[Saved entries]
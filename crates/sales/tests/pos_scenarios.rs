//! End-to-end checkout flows through the public API only.

use poscart_cart::{CartCommand, CartConfig, LineDraft, LinePatch, Outcome};
use poscart_core::{
    AggregateRoot, ExpectedVersion, LocalId, LocalIdSequence, Money, OrderId, ProductId, StoreId,
};
use poscart_sales::{OrderEditSession, PosCarts};
use serde_json::json;

fn scan(ids: &mut LocalIdSequence, product: i64, price: i64) -> LineDraft {
    LineDraft::new(ids.next_id(), ProductId(product), Money(price), 1)
}

#[test]
fn repeated_scans_collapse_into_one_line() {
    let mut carts = PosCarts::new(CartConfig::default());
    let store = StoreId::new();
    let mut ids = LocalIdSequence::new();

    for _ in 0..3 {
        carts.cart_mut(store).add_line(scan(&mut ids, 42, 199).with_stock_ceiling(10));
    }
    carts.cart_mut(store).add_line(scan(&mut ids, 7, 1250));

    let cart = carts.cart(store).unwrap();
    assert_eq!(cart.lines().len(), 2);
    assert_eq!(cart.lines()[0].quantity(), 3);
    assert_eq!(cart.lines()[0].line_total(), Money(597));
    assert_eq!(cart.totals().grand_total, Money(597 + 1250));
}

#[test]
fn stock_ceiling_stops_runaway_scanning() {
    let mut carts = PosCarts::new(CartConfig::default());
    let store = StoreId::new();
    let mut ids = LocalIdSequence::new();

    let mut last = Outcome::Cleared;
    for _ in 0..5 {
        last = carts
            .cart_mut(store)
            .add_line(scan(&mut ids, 42, 199).with_stock_ceiling(2));
    }
    assert_eq!(
        last,
        Outcome::Merged {
            into: LocalId(0),
            clamped: true
        }
    );
    assert_eq!(carts.cart(store).unwrap().lines()[0].quantity(), 2);
}

#[test]
fn ui_commands_drive_a_store_cart() {
    let mut carts = PosCarts::new(CartConfig::default());
    let store = StoreId::new();
    let cart = carts.cart_mut(store);

    let commands: Vec<CartCommand> = serde_json::from_value(json!([
        {"op": "add_line", "localId": 1, "productId": 10, "unitPrice": 50, "quantity": 2},
        {"op": "add_line", "localId": 2, "productId": 11, "unitPrice": 20, "quantity": 1,
         "regularUnitPrice": 20, "wholesaleUnitPrice": 15},
        {"op": "set_quantity", "localId": 1, "quantity": 4},
        {"op": "set_pricing_mode_all", "mode": "wholesale"},
        {"op": "remove_line", "localId": 99}
    ]))
    .unwrap();
    for command in commands {
        cart.execute(command);
    }

    assert!(cart.is_wholesale());
    assert_eq!(cart.get(LocalId(1)).unwrap().line_total(), Money(200));
    assert_eq!(cart.get(LocalId(2)).unwrap().line_total(), Money(15));
    assert_eq!(cart.version(), 4);

    let sale = carts.checkout(store).unwrap();
    let payload = serde_json::to_value(&sale).unwrap();
    assert_eq!(payload["totals"]["subtotal"], 215);
    assert_eq!(payload["lines"][1]["pricingMode"], "wholesale");
    assert_eq!(payload["pricingMode"], "wholesale");
}

#[test]
fn concurrent_terminals_detect_stale_writes() {
    let mut carts = PosCarts::new(CartConfig::default());
    let store = StoreId::new();
    let cart = carts.cart_mut(store);
    cart.add_line(LineDraft::new(LocalId(1), ProductId(10), Money(50), 1));
    let seen = cart.version();

    cart.set_quantity(LocalId(1), 2);
    let stale = cart.execute_expected(
        ExpectedVersion::Exact(seen),
        CartCommand::UpdateLine(LinePatch::new(LocalId(1)).with_quantity(9)),
    );
    assert!(stale.is_err());
    assert_eq!(cart.get(LocalId(1)).unwrap().quantity(), 2);
}

#[test]
fn edited_order_round_trips_from_saved_json() {
    let saved = json!([
        {"localId": 1, "productId": 10, "unitPrice": 500, "quantity": 2},
        {"localId": 2, "unitPrice": 100, "quantity": 1},
        {"localId": 3, "productId": 12, "unitPrice": 999, "quantity": 1,
         "isSerialized": true, "serials": ["SN-9"]}
    ]);
    let drafts: Vec<LineDraft> = serde_json::from_value(saved).unwrap();
    let mut session = OrderEditSession::load(OrderId::new(), drafts, CartConfig::default());
    assert_eq!(session.lines().len(), 2);

    session.add_line(
        LineDraft::new(LocalId(4), ProductId(12), Money(999), 1).with_serials(["SN-10"]),
    );
    assert_eq!(session.lines().len(), 3);
    assert!(session.has_changes());

    let lines = session.finish();
    let total: Money = lines.iter().map(|l| l.line_total()).sum();
    assert_eq!(total, Money(1000 + 999 + 999));
}
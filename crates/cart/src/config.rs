//! Cart engine configuration.

use poscart_core::{DomainError, DomainResult};

pub const ENV_CLAMP_DIRECT_EDITS: &str = "POSCART_CLAMP_DIRECT_EDITS";
pub const ENV_HEAL_VARIANT_IDENTITY: &str = "POSCART_HEAL_VARIANT_IDENTITY";

/// Reconciliation switches.
#[derive(Debug, Clone, Copy, PartialEq, Eq)]
pub struct CartConfig {
    /// Clamp quantities set through `set_quantity`/`update_line` to the
    /// line's stock ceiling. Off by default: only merges are clamped, and
    /// cashiers may override the displayed stock hint by hand.
    pub clamp_direct_edits: bool,
    /// Let a variant-less line adopt the variant key of a matching candidate
    /// instead of treating the two as distinct lines. Lines loaded from a
    /// saved order may lack the key that the variant picker supplies.
    pub heal_variant_identity: bool,
}

impl Default for CartConfig {
    fn default() -> Self {
        Self {
            clamp_direct_edits: false,
            heal_variant_identity: true,
        }
    }
}

impl CartConfig {
    /// Read overrides from the process environment.
    pub fn from_env() -> DomainResult<Self> {
        Self::from_lookup(|key| std::env::var(key).ok())
    }

    /// Read overrides through `lookup`; unset keys keep their defaults.
    pub fn from_lookup<F>(lookup: F) -> DomainResult<Self>
    where
        F: Fn(&str) -> Option<String>,
    {
        let mut config = Self::default();
        if let Some(raw) = lookup(ENV_CLAMP_DIRECT_EDITS) {
            config.clamp_direct_edits = parse_flag(ENV_CLAMP_DIRECT_EDITS, &raw)?;
        }
        if let Some(raw) = lookup(ENV_HEAL_VARIANT_IDENTITY) {
            config.heal_variant_identity = parse_flag(ENV_HEAL_VARIANT_IDENTITY, &raw)?;
        }
        Ok(config)
    }

    pub fn with_clamp_direct_edits(mut self, enabled: bool) -> Self {
        self.clamp_direct_edits = enabled;
        self
    }

    pub fn with_heal_variant_identity(mut self, enabled: bool) -> Self {
        self.heal_variant_identity = enabled;
        self
    }
}

fn parse_flag(key: &str, raw: &str) -> DomainResult<bool> {
    match raw.trim().to_ascii_lowercase().as_str() {
        "1" | "true" | "yes" | "on" => Ok(true),
        "0" | "false" | "no" | "off" => Ok(false),
        other => Err(DomainError::validation(format!(
            "{key}: expected a boolean, got {other:?}"
        ))),
    }
}

#[cfg(test)]
mod tests {
    use super::*;
    use std::collections::HashMap;

    fn lookup_from(pairs: &[(&str, &str)]) -> impl Fn(&str) -> Option<String> {
        let map: HashMap<String, String> = pairs
            .iter()
            .map(|(k, v)| (k.to_string(), v.to_string()))
            .collect();
        move |key| map.get(key).cloned()
    }

    #[test]
    fn defaults_keep_merge_only_clamping() {
        let config = CartConfig::from_lookup(|_| None).unwrap();
        assert_eq!(config, CartConfig::default());
        assert!(!config.clamp_direct_edits);
        assert!(config.heal_variant_identity);
    }

    #[test]
    fn flags_are_read_case_insensitively() {
        let config = CartConfig::from_lookup(lookup_from(&[
            (ENV_CLAMP_DIRECT_EDITS, "YES"),
            (ENV_HEAL_VARIANT_IDENTITY, " off "),
        ]))
        .unwrap();
        assert!(config.clamp_direct_edits);
        assert!(!config.heal_variant_identity);
    }

    #[test]
    fn malformed_flag_is_a_validation_error() {
        let err = CartConfig::from_lookup(lookup_from(&[(ENV_CLAMP_DIRECT_EDITS, "maybe")]))
            .unwrap_err();
        match err {
            DomainError::Validation(msg) => assert!(msg.contains(ENV_CLAMP_DIRECT_EDITS)),
            other => panic!("unexpected error: {other:?}"),
        }
    }
}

- **Directions**:
Which lines of the entries above contain the word "true"? Copy each of them.

- **Solution to the exercise**:
            clamped: true
         "isSerialized": true, "serials": ["SN-9"]}
            heal_variant_identity: true,
        "1" | "true" | "yes" | "on" => Ok(true),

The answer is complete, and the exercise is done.